Budget documents tabled Tuesday show the Canada Student Loans Program needs an injection of $149.5 million to cover writeoffs of more than 60,000 unanticipated defaults.
At the same time, the program says it needs another $311.2 million to meet higher demand for the loans, just as repayments decline.
The request for extra funds comes just months after Ottawa scrambled to raise the ceiling on the amount of student-loan money it can have outstanding at any time.
The requirements for extra funding point to the mounting trouble students are having in paying rising tuition fees, says the Canadian Federation of Students.
"It's cause for concern," said David Molenhuis, the federation's chairperson.
Tuition fees have risen dramatically in the last few years, while students have been hit hard by the recession and find it increasingly difficult to save, he said.
"We've sounded several alarm bells."
It's not surprising that the government needs more money for the program, he said, because the delinquency rate for student borrowers rose to about 13 per cent in 2010-2011, compared with about 10 per cent a year earlier.
At the same time, the number of students borrowing money has risen 6.5 per cent in the last year, and the amount of money borrowed by students has jumped eight per cent.
"Certainly the majority of students require some form of debt repayment to fund their education," Molenhuis said.
"Without substantive changes, we're going to see higher levels of delinquencies."
A spokesman for Human Resources Minister Diane Finley, who oversees the program, said the loan defaults can be traced back seven years, and have nothing to do with today's tuition or the recession.
Ryan Sparrow said his government has been extra generous to students.
"As a result of the actions of our Conservative government, students now have access to more student grants than at any time in Canadian history."
Besides student loans, the government is seeking approval to spend an extra $1.8 billion beyond what was anticipated in earlier budget documents for the 2010-2011 fiscal year.
About half of that amount is for new initiatives, such as $216 million on a new National Defence headquarters.

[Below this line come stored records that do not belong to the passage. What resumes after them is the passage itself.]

use semver::Version;

use super::label::ReleaseLabelParser;
use super::version::{VersionExt, VersionPart};
use crate::error::{ProjectBumpError, Result};

/// Decides the next prerelease version for a given current version.
///
/// A scheme either continues an in-progress prerelease cycle it recognizes as
/// its own, or starts a fresh one labeled `<name>.1`.
pub trait PrereleaseScheme {
    fn next(&self, version: &Version, part: VersionPart) -> Result<Version>;
}

/// A prerelease scheme identified by a label name, e.g. `pre` or `rc`.
///
/// Continuing the same named cycle only advances the counter and never
/// re-bumps the numeric triple, regardless of the requested part; switching
/// from a foreign label (or starting from a release) bumps the triple and
/// resets the counter to 1.
///
/// ```
/// use project_bump::domain::{NamedScheme, PrereleaseScheme, Version, VersionPart};
///
/// let scheme = NamedScheme::new("pre").unwrap();
/// let version = Version::parse("1.0.0").unwrap();
/// let next = scheme.next(&version, VersionPart::Minor).unwrap();
/// assert_eq!(next.to_string(), "1.1.0-pre.1");
///
/// let again = scheme.next(&next, VersionPart::Minor).unwrap();
/// assert_eq!(again.to_string(), "1.1.0-pre.2");
/// ```
#[derive(Debug, Clone)]
pub struct NamedScheme {
    name: String,
    parser: ReleaseLabelParser,
}

impl NamedScheme {
    /// Create a scheme with the given label name.
    ///
    /// The name must be non-empty and consist of alphanumeric characters or
    /// hyphens, so that the generated `<name>.<counter>` labels are valid
    /// semantic-versioning identifiers.
    pub fn new(name: impl Into<String>) -> Result<Self> {
        let name = name.into();
        Self::validate_name(&name)?;

        let parser = ReleaseLabelParser::new(name.clone());
        Ok(NamedScheme { name, parser })
    }

    /// Create a scheme that also recognizes legacy label names.
    ///
    /// Cycles written under a legacy name are continued rather than reset,
    /// but new labels are always written under the current name.
    pub fn with_recognized(name: impl Into<String>, legacy: &[String]) -> Result<Self> {
        let name = name.into();
        Self::validate_name(&name)?;

        let mut names = vec![name.clone()];
        for legacy_name in legacy {
            if !names.contains(legacy_name) {
                names.push(legacy_name.clone());
            }
        }

        let parser = ReleaseLabelParser::with_names(names);
        Ok(NamedScheme { name, parser })
    }

    pub fn name(&self) -> &str {
        &self.name
    }

    fn validate_name(name: &str) -> Result<()> {
        if name.is_empty() || !name.chars().all(|c| c.is_alphanumeric() || c == '-') {
            return Err(ProjectBumpError::version(format!(
                "Invalid prerelease scheme name: '{}'",
                name
            )));
        }
        Ok(())
    }
}

impl PrereleaseScheme for NamedScheme {
    fn next(&self, version: &Version, part: VersionPart) -> Result<Version> {
        match self.parser.try_parse_release(version) {
            // Continuing our own cycle: same triple, counter advances,
            // the requested part is ignored.
            Some(label) => version.with_release_label(&format!("{}.{}", self.name, label.counter + 1)),
            // Release version or foreign label: start a new cycle at .1
            None => version
                .increase(part)
                .with_release_label(&format!("{}.1", self.name)),
        }
    }
}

The other half is for increases in continuing federal programs, such as equalization and disability savings grants.
And some extra cash -- about $22 million -- is for the Canada Border Services Agency for costs associated with the arrival last August of the MV Sun Sea off British Columbia, with several hundred Tamil refugees.
Treasury Board President Stockwell Day says the government is well on its way to reaching its spending-control targets and eliminate the $45-billion deficit by the 2015-2016 fiscal year.
"We are on track and we are going to get there, and not by slashing programs to people," Day told a parliamentary committee on Tuesday.
In a testy exchange with opposition members during which MPs accused the minister of having no detailed plan, Day reiterated that he would balance the books mainly by freezing the operating budgets of government departments, and by ending the government stimulus program that has bloated government expenses for the past two years.
He lashed out at the parliamentary budget watchdog, Kevin Page, who has criticized the government for not putting forth a solid deficit-reduction plan.
"It is a factual inaccuracy to say there is no plan," Day said. "He is grossly wrong."
The Parliamentary Budget Officer has published an analysis of Day's operating budget freeze, concluding that the government has not thoroughly explained the impacts of its deficit-cutting exercise.
Day has said that much of the savings would come through attrition of public servants, but the PBO could not find much evidence of departmental planning to make do with far lower staffing levels.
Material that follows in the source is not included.